§ RECORDS SHOWN

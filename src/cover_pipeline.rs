//! Cover-art normalisation: decode PNG/JPEG (including CMYK and
//! ICC-profiled inputs), convert to sRGB, downscale to the configured
//! width budget, and re-encode as PNG small enough to embed in a FLAC
//! PICTURE block.

use image::imageops::{self, FilterType};
use image::{ImageBuffer, Rgb, Rgba};
use lcms2::{ColorSpaceSignature, Intent, PixelFormat, Profile, Transform};
use std::io::Cursor;
use thiserror::Error;
use tracing::debug;

use crate::tags::MAX_FLAC_PICTURE_BYTES;

pub const DEFAULT_MAX_WIDTH: u32 = 512;

const PNG_SIGNATURE: [u8; 8] = [0x89, b'P', b'N', b'G', 0x0D, 0x0A, 0x1A, 0x0A];

#[derive(Debug, Error)]
pub enum CoverPipelineError {
    #[error("Failed to decode image: {0}")]
    Decode(String),
    #[error("Color conversion failed: {0}")]
    Color(String),
    #[error("Failed to encode PNG: {0}")]
    Encode(String),
    #[error("PNG exceeds FLAC picture size limit")]
    PictureTooLarge,
    #[error("Unsupported image format")]
    UnsupportedFormat,
}

#[derive(Debug, Clone, Copy, PartialEq, Eq)]
pub enum PixelLayout {
    Gray8,
    Rgb8,
    Rgba8,
    Cmyk8,
}

impl PixelLayout {
    fn channels(self) -> usize {
        match self {
            PixelLayout::Gray8 => 1,
            PixelLayout::Rgb8 => 3,
            PixelLayout::Rgba8 => 4,
            PixelLayout::Cmyk8 => 4,
        }
    }
}

/// A decoded image with everything the colour stage needs carried along
#[derive(Debug, Clone)]
pub struct DecodedImage {
    pub width: u32,
    pub height: u32,
    pub layout: PixelLayout,
    pub pixels: Vec<u8>,
    pub icc_profile: Option<Vec<u8>>,
    /// Adobe APP14 present: CMYK samples are stored inverted
    pub cmyk_inverted: bool,
}

pub fn is_png_data(data: &[u8]) -> bool {
    data.len() >= 8 && data[..8] == PNG_SIGNATURE
}

pub fn is_jpeg_data(data: &[u8]) -> bool {
    data.len() >= 2 && data[0] == 0xFF && data[1] == 0xD8
}

/// Width, height, and bit depth from a PNG IHDR chunk, used when
/// building the FLAC PICTURE block.
pub fn png_dimensions(data: &[u8]) -> Option<(u32, u32, u32)> {
    if !is_png_data(data) || data.len() < 33 {
        return None;
    }
    let ihdr_len = u32::from_be_bytes(data[8..12].try_into().ok()?);
    if ihdr_len < 13 || &data[12..16] != b"IHDR" {
        return None;
    }
    let width = u32::from_be_bytes(data[16..20].try_into().ok()?);
    let height = u32::from_be_bytes(data[20..24].try_into().ok()?);
    if width == 0 || height == 0 {
        return None;
    }
    let bit_depth = u32::from(data[24]);
    let channels = match data[25] {
        0 => 1, // grayscale
        2 => 3, // rgb
        3 => 1, // palette
        4 => 2, // gray + alpha
        6 => 4, // rgba
        _ => return None,
    };
    if bit_depth == 0 {
        return None;
    }
    Some((width, height, channels * bit_depth))
}

fn decode_png(input: &[u8]) -> Result<DecodedImage, CoverPipelineError> {
    let mut decoder = png::Decoder::new(Cursor::new(input));
    decoder.set_transformations(png::Transformations::EXPAND | png::Transformations::STRIP_16);
    let mut reader = decoder
        .read_info()
        .map_err(|e| CoverPipelineError::Decode(e.to_string()))?;

    // Prefer iCCP over the bare sRGB chunk; an sRGB chunk means no
    // transform is needed.
    let info = reader.info();
    let icc_profile = if info.srgb.is_some() {
        None
    } else {
        info.icc_profile.as_ref().map(|c| c.to_vec())
    };

    let mut buf = vec![0u8; reader.output_buffer_size()];
    let frame = reader
        .next_frame(&mut buf)
        .map_err(|e| CoverPipelineError::Decode(e.to_string()))?;
    buf.truncate(frame.buffer_size());
    let (color, _) = reader.output_color_type();

    let width = frame.width;
    let height = frame.height;
    let (layout, pixels) = match color {
        png::ColorType::Grayscale => (PixelLayout::Gray8, buf),
        png::ColorType::Rgb => (PixelLayout::Rgb8, buf),
        png::ColorType::Rgba => (PixelLayout::Rgba8, buf),
        png::ColorType::GrayscaleAlpha => {
            let mut rgba = Vec::with_capacity(buf.len() / 2 * 4);
            for ga in buf.chunks_exact(2) {
                rgba.extend_from_slice(&[ga[0], ga[0], ga[0], ga[1]]);
            }
            (PixelLayout::Rgba8, rgba)
        }
        other => {
            return Err(CoverPipelineError::Decode(format!(
                "unexpected PNG color type {:?}",
                other
            )))
        }
    };

    Ok(DecodedImage {
        width,
        height,
        layout,
        pixels,
        icc_profile,
        cmyk_inverted: false,
    })
}

/// Scan JPEG markers for an Adobe APP14 segment. Its presence marks
/// CMYK data stored inverted.
fn jpeg_has_adobe_marker(data: &[u8]) -> bool {
    if !is_jpeg_data(data) {
        return false;
    }
    let mut pos = 2;
    while pos + 4 <= data.len() {
        if data[pos] != 0xFF {
            return false;
        }
        let marker = data[pos + 1];
        // Start of scan: entropy-coded data follows, no more segments.
        if marker == 0xDA || marker == 0xD9 {
            return false;
        }
        if (0xD0..=0xD8).contains(&marker) || marker == 0x01 {
            pos += 2;
            continue;
        }
        let len = usize::from(u16::from_be_bytes([data[pos + 2], data[pos + 3]]));
        if len < 2 || pos + 2 + len > data.len() {
            return false;
        }
        if marker == 0xEE {
            let payload = &data[pos + 4..pos + 2 + len];
            if payload.len() >= 5 && &payload[..5] == b"Adobe" {
                return true;
            }
        }
        pos += 2 + len;
    }
    false
}

fn decode_jpeg(input: &[u8]) -> Result<DecodedImage, CoverPipelineError> {
    let mut decoder = jpeg_decoder::Decoder::new(Cursor::new(input));
    decoder
        .read_info()
        .map_err(|e| CoverPipelineError::Decode(e.to_string()))?;
    let icc_profile = decoder.icc_profile();
    let pixels = decoder
        .decode()
        .map_err(|e| CoverPipelineError::Decode(e.to_string()))?;
    let info = decoder
        .info()
        .ok_or_else(|| CoverPipelineError::Decode("missing JPEG header info".to_string()))?;

    let layout = match info.pixel_format {
        jpeg_decoder::PixelFormat::L8 => PixelLayout::Gray8,
        jpeg_decoder::PixelFormat::RGB24 => PixelLayout::Rgb8,
        jpeg_decoder::PixelFormat::CMYK32 => PixelLayout::Cmyk8,
        other => {
            return Err(CoverPipelineError::Decode(format!(
                "unsupported JPEG pixel format {:?}",
                other
            )))
        }
    };

    Ok(DecodedImage {
        width: u32::from(info.width),
        height: u32::from(info.height),
        layout,
        pixels,
        icc_profile,
        cmyk_inverted: layout == PixelLayout::Cmyk8 && jpeg_has_adobe_marker(input),
    })
}

/// Decode a PNG or JPEG buffer into a `DecodedImage`.
pub fn decode_image(input: &[u8]) -> Result<DecodedImage, CoverPipelineError> {
    if is_png_data(input) {
        decode_png(input)
    } else if is_jpeg_data(input) {
        decode_jpeg(input)
    } else {
        Err(CoverPipelineError::UnsupportedFormat)
    }
}

fn expand_gray_to_rgb(pixels: &[u8]) -> Vec<u8> {
    let mut rgb = Vec::with_capacity(pixels.len() * 3);
    for &g in pixels {
        rgb.extend_from_slice(&[g, g, g]);
    }
    rgb
}

/// Device CMYK without a profile: `R = (255-C)(255-K)/255` and friends,
/// after undoing the Adobe inversion when flagged.
fn cmyk_to_rgb_approx(img: &DecodedImage) -> Result<Vec<u8>, CoverPipelineError> {
    let pixel_count = img.width as usize * img.height as usize;
    if img.pixels.len() != pixel_count * 4 {
        return Err(CoverPipelineError::Color(
            "CMYK buffer size mismatch".to_string(),
        ));
    }
    let mut rgb = Vec::with_capacity(pixel_count * 3);
    for cmyk in img.pixels.chunks_exact(4) {
        let [mut c, mut m, mut y, mut k] = [
            u32::from(cmyk[0]),
            u32::from(cmyk[1]),
            u32::from(cmyk[2]),
            u32::from(cmyk[3]),
        ];
        if img.cmyk_inverted {
            c = 255 - c;
            m = 255 - m;
            y = 255 - y;
            k = 255 - k;
        }
        rgb.push(((255 - c) * (255 - k) / 255) as u8);
        rgb.push(((255 - m) * (255 - k) / 255) as u8);
        rgb.push(((255 - y) * (255 - k) / 255) as u8);
    }
    Ok(rgb)
}

fn to_rgb_triples(pixels: &[u8]) -> Vec<[u8; 3]> {
    pixels
        .chunks_exact(3)
        .map(|p| [p[0], p[1], p[2]])
        .collect()
}
//! Fuzzy album-title candidate extraction.
//!
//! When MusicBrainz knows nothing about a disc but the legacy CDDB
//! servers do, their album titles are clustered by similarity and each
//! cluster contributes one representative string for a by-title
//! MusicBrainz search.

use crate::tags::CddbEntry;

const MIN_MATCH_LEN: usize = 6;
const MIN_MATCH_RATIO: f64 = 0.6;
const MIN_CANDIDATE_LEN: usize = 6;

/// Lowercase ASCII alphanumerics kept, non-ASCII bytes preserved, every
/// other run collapsed to a single space.
fn normalize_album_title(input: &str) -> String {
    let mut out = String::with_capacity(input.len());
    let mut last_space = false;
    for ch in input.chars() {
        if ch.is_ascii() {
            if ch.is_ascii_alphanumeric() {
                out.push(ch.to_ascii_lowercase());
                last_space = false;
            } else if !last_space {
                out.push(' ');
                last_space = true;
            }
        } else {
            out.push(ch);
            last_space = false;
        }
    }
    out.trim().to_string()
}

/// Length of the longest common contiguous substring, in bytes.
fn longest_common_substring_len(a: &str, b: &str) -> usize {
    if a.is_empty() || b.is_empty() {
        return 0;
    }
    let a = a.as_bytes();
    let b = b.as_bytes();
    let mut prev = vec![0usize; b.len() + 1];
    let mut curr = vec![0usize; b.len() + 1];
    let mut best = 0;
    for i in 1..=a.len() {
        for j in 1..=b.len() {
            if a[i - 1] == b[j - 1] {
                curr[j] = prev[j - 1] + 1;
                best = best.max(curr[j]);
            } else {
                curr[j] = 0;
            }
        }
        std::mem::swap(&mut prev, &mut curr);
    }
    best
}

fn is_similar_title(a: &str, b: &str) -> bool {
    let min_len = a.len().min(b.len());
    if min_len == 0 {
        return false;
    }
    let lcs = longest_common_substring_len(a, b);
    lcs >= MIN_MATCH_LEN && lcs as f64 / min_len as f64 >= MIN_MATCH_RATIO
}

struct DisjointSet {
    parent: Vec<usize>,
    rank: Vec<usize>,
}

impl DisjointSet {
    fn new(n: usize) -> Self {
        Self {
            parent: (0..n).collect(),
            rank: vec![0; n],
        }
    }

    fn find(&mut self, x: usize) -> usize {
        if self.parent[x] != x {
            let root = self.find(self.parent[x]);
            self.parent[x] = root;
        }
        self.parent[x]
    }

    fn unite(&mut self, a: usize, b: usize) {
        let (mut a, mut b) = (self.find(a), self.find(b));
        if a == b {
            return;
        }
        if self.rank[a] < self.rank[b] {
            std::mem::swap(&mut a, &mut b);
        }
        self.parent[b] = a;
        if self.rank[a] == self.rank[b] {
            self.rank[a] += 1;
        }
    }
}

/// Longest substring (by bytes, on char boundaries) present in every
/// member of the cluster.
fn common_substring_across(members: &[&str]) -> String {
    let Some(shortest) = members.iter().min_by_key(|s| s.len()) else {
        return String::new();
    };
    let indices: Vec<usize> = shortest
        .char_indices()
        .map(|(i, _)| i)
        .chain(std::iter::once(shortest.len()))
        .collect();
    let mut best = "";
    for (si, &start) in indices.iter().enumerate() {
        for &end in indices[si + 1..].iter() {
            let candidate = &shortest[start..end];
            if candidate.len() <= best.len() {
                continue;
            }
            if members.iter().all(|m| m.contains(candidate)) {
                best = candidate;
            }
        }
    }
    best.trim().to_string()
}

/// Extract candidate album titles from the entries' ALBUM tags.
/// Titles are normalised, clustered with a union-find over the
/// similarity predicate, and each cluster is reduced to the longest
/// substring shared by all of its members. Candidates shorter than 6
/// characters are dropped; the result is sorted longest first and
/// deduplicated.
pub fn extract_album_title_candidates(entries: &[&CddbEntry]) -> Vec<String> {
    let mut items: Vec<String> = Vec::with_capacity(entries.len());
    for entry in entries {
        let title = entry.album_tag("ALBUM");
        let title = title.trim();
        if title.is_empty() {
            continue;
        }
        let normalized = normalize_album_title(title);
        if normalized.is_empty() {
            continue;
        }
        items.push(normalized);
    }
    if items.is_empty() {
        return Vec::new();
    }

    let mut dsu = DisjointSet::new(items.len());
    for i in 0..items.len() {
        for j in i + 1..items.len() {
            if is_similar_title(&items[i], &items[j]) {
                dsu.unite(i, j);
            }
        }
    }

    let mut groups: Vec<Vec<usize>> = vec![Vec::new(); items.len()];
    for i in 0..items.len() {
        let root = dsu.find(i);
        groups[root].push(i);
    }

    let mut candidates = Vec::new();
    for group in groups.iter().filter(|g| !g.is_empty()) {
        let members: Vec<&str> = group.iter().map(|&i| items[i].as_str()).collect();
        let candidate = common_substring_across(&members);
        if candidate.len() < MIN_CANDIDATE_LEN {
            continue;
        }
        candidates.push(candidate);
    }

    candidates.sort_by(|a, b| b.len().cmp(&a.len()).then_with(|| a.cmp(b)));
    candidates.dedup();
    candidates
}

§ EXERCISE DETAILS
Taking the records above, retype every line from the one with "of the cluster." down to the one with "let normalized = normalize_album_title(title);", exactly and with nothing else.

§ RESPONSE FOR THIS EXERCISE
/// member of the cluster.
fn common_substring_across(members: &[&str]) -> String {
    let Some(shortest) = members.iter().min_by_key(|s| s.len()) else {
        return String::new();
    };
    let indices: Vec<usize> = shortest
        .char_indices()
        .map(|(i, _)| i)
        .chain(std::iter::once(shortest.len()))
        .collect();
    let mut best = "";
    for (si, &start) in indices.iter().enumerate() {
        for &end in indices[si + 1..].iter() {
            let candidate = &shortest[start..end];
            if candidate.len() <= best.len() {
                continue;
            }
            if members.iter().all(|m| m.contains(candidate)) {
                best = candidate;
            }
        }
    }
    best.trim().to_string()
}

/// Extract candidate album titles from the entries' ALBUM tags.
/// Titles are normalised, clustered with a union-find over the
/// similarity predicate, and each cluster is reduced to the longest
/// substring shared by all of its members. Candidates shorter than 6
/// characters are dropped; the result is sorted longest first and
/// deduplicated.
pub fn extract_album_title_candidates(entries: &[&CddbEntry]) -> Vec<String> {
    let mut items: Vec<String> = Vec::with_capacity(entries.len());
    for entry in entries {
        let title = entry.album_tag("ALBUM");
        let title = title.trim();
        if title.is_empty() {
            continue;
        }
        let normalized = normalize_album_title(title);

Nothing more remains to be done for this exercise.